### PROBLEM DESCRIPTION
Within the data below, find the string "warn" and return each line where it occurs.
===============
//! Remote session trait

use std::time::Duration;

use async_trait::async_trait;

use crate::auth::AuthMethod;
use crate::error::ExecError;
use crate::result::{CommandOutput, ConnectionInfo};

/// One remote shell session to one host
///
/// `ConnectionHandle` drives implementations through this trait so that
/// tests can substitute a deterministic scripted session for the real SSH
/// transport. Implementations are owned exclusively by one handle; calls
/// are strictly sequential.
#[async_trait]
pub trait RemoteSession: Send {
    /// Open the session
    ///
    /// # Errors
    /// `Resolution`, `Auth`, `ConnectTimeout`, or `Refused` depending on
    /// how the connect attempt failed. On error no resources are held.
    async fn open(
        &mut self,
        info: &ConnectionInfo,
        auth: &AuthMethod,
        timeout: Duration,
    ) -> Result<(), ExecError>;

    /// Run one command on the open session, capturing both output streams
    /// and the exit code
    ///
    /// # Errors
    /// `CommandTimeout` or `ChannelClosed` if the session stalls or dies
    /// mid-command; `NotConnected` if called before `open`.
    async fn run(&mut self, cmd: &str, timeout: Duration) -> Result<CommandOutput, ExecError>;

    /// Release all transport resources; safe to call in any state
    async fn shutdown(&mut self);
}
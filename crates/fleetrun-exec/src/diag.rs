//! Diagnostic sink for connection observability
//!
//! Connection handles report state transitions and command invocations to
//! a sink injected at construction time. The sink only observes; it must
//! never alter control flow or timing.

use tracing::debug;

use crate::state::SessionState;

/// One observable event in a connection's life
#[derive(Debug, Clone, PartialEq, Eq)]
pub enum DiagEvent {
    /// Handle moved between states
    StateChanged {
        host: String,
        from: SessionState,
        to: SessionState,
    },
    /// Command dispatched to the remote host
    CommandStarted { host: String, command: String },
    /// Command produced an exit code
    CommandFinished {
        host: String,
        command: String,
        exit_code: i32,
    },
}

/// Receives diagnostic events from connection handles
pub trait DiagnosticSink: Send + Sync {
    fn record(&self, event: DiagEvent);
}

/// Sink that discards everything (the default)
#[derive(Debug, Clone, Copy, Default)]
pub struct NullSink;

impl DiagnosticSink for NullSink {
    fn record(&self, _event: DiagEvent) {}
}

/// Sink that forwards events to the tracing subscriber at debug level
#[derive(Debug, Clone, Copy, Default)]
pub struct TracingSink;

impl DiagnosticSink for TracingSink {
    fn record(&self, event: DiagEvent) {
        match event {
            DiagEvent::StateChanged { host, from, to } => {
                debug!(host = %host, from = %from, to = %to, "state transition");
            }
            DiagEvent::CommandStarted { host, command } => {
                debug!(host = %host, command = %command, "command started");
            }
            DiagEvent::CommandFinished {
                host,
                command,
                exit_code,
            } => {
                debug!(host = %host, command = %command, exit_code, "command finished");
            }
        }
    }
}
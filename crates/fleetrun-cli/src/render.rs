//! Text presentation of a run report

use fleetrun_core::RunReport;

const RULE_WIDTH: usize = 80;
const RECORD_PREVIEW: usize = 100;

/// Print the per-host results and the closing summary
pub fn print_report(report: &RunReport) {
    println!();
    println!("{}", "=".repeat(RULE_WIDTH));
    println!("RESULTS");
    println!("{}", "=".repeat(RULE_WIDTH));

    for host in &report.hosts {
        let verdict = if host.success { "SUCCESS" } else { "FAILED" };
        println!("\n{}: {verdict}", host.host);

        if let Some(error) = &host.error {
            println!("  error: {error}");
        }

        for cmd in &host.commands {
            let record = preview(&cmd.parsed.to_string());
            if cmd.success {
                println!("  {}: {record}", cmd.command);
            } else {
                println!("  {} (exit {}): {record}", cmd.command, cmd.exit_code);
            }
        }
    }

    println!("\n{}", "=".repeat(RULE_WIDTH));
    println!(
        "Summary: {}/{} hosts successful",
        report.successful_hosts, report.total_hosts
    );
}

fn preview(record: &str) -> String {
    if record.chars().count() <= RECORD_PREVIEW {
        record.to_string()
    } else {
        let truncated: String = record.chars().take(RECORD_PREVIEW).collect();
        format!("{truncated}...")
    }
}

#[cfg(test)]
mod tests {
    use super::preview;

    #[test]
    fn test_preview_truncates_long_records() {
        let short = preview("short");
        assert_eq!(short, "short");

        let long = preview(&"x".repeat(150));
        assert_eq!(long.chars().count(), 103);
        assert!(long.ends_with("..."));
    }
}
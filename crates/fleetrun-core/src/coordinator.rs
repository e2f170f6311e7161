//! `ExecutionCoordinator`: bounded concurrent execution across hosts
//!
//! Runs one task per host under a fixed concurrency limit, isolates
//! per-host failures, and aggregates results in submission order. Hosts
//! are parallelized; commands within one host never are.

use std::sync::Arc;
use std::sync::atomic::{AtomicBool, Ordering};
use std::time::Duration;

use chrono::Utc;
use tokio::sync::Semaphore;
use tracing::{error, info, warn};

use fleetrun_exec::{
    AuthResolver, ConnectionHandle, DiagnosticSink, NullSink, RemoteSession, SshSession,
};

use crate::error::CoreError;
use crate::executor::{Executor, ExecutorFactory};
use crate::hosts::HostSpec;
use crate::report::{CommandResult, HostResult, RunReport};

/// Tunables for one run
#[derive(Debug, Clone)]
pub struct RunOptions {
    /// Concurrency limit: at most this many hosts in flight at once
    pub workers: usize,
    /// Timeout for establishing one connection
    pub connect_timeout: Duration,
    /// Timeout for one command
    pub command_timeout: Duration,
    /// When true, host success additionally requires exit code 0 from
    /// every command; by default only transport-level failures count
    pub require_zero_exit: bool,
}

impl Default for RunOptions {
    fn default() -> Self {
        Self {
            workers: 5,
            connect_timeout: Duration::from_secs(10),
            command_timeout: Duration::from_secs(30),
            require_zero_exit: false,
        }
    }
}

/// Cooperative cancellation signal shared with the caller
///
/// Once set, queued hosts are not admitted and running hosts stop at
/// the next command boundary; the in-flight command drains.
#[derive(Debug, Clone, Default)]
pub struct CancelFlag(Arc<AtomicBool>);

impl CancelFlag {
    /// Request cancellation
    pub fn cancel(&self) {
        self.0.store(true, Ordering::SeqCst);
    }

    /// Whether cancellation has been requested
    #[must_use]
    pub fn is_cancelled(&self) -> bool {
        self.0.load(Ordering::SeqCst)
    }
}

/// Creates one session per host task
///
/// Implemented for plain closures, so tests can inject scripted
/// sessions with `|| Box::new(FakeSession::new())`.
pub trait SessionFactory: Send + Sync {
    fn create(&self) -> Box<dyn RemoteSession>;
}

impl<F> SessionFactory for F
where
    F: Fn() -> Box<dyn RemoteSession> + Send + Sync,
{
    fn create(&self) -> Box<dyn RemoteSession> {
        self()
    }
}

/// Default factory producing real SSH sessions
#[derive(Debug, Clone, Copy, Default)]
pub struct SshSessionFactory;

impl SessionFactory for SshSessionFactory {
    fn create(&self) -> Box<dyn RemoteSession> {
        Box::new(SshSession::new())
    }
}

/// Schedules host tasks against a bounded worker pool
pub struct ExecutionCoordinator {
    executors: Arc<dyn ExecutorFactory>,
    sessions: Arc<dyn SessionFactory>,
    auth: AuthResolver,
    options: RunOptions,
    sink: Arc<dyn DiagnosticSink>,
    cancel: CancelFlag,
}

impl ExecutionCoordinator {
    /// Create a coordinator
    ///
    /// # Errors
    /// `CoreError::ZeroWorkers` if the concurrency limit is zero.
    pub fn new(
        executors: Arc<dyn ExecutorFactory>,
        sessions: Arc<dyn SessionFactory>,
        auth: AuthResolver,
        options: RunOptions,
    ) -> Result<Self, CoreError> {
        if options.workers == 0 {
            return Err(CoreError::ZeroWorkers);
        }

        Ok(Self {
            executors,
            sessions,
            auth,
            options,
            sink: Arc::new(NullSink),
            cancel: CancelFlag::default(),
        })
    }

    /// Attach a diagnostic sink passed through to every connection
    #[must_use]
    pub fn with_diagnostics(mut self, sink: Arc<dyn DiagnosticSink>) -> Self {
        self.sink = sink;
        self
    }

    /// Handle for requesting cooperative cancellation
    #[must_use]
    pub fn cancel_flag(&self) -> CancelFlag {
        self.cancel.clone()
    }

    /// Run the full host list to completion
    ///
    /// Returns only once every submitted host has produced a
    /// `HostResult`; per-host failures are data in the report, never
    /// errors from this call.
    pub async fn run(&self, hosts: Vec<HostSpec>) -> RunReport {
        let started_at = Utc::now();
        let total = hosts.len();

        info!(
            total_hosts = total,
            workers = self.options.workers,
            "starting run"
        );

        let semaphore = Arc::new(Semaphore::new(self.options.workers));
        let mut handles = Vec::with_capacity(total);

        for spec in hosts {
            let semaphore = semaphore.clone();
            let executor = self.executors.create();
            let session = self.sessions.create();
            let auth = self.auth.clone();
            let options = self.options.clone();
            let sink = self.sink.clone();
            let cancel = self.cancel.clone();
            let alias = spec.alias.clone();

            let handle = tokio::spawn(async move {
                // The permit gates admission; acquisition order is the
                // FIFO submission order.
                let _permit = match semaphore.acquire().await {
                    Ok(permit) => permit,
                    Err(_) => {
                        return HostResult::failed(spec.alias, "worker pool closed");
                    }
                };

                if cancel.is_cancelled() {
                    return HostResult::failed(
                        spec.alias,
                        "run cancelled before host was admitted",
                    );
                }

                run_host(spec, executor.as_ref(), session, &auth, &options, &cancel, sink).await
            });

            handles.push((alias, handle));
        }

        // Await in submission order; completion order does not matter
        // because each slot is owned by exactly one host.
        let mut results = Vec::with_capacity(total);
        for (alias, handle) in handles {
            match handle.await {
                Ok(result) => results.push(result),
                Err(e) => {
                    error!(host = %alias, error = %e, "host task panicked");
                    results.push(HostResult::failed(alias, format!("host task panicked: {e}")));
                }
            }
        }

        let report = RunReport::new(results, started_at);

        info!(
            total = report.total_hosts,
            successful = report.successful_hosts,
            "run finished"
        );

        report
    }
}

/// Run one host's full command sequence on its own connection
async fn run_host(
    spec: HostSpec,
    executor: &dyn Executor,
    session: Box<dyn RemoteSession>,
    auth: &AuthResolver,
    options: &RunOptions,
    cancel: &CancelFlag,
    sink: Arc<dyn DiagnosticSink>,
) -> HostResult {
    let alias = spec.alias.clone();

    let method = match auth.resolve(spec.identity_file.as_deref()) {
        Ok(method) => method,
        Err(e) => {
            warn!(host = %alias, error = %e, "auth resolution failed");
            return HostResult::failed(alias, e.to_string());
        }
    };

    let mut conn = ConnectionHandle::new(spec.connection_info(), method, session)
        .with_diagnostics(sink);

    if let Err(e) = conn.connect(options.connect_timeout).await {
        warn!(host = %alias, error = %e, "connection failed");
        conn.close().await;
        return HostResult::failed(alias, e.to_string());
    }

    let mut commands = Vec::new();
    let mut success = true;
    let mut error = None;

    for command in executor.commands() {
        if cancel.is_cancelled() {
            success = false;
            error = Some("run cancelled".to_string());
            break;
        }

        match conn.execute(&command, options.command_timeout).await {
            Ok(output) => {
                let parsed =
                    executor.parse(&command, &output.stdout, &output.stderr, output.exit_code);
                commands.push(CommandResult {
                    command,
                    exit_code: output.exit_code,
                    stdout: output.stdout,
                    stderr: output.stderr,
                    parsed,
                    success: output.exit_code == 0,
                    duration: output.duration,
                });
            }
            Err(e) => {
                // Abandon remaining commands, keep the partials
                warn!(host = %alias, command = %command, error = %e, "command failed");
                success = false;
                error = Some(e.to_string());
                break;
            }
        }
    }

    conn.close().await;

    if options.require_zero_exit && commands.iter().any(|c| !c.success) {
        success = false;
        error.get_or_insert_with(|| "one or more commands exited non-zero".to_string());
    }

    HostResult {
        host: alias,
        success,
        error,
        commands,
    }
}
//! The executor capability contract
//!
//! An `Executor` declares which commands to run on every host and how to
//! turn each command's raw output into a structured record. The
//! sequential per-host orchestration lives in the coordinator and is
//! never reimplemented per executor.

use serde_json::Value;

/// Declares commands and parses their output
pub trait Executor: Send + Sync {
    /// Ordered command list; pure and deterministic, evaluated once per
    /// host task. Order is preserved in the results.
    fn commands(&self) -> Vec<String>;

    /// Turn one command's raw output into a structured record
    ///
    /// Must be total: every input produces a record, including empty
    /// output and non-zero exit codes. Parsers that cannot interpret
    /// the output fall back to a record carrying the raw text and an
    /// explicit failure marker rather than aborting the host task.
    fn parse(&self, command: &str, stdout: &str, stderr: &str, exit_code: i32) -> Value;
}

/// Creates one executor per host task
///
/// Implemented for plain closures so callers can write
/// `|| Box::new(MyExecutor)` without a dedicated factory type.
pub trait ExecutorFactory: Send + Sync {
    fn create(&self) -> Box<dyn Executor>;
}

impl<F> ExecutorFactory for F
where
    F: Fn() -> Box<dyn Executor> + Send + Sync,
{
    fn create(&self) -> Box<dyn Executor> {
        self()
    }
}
===============
### TASK RESPONSE
use tracing::{error, info, warn};
            warn!(host = %alias, error = %e, "auth resolution failed");
        warn!(host = %alias, error = %e, "connection failed");
                warn!(host = %alias, command = %command, error = %e, "command failed");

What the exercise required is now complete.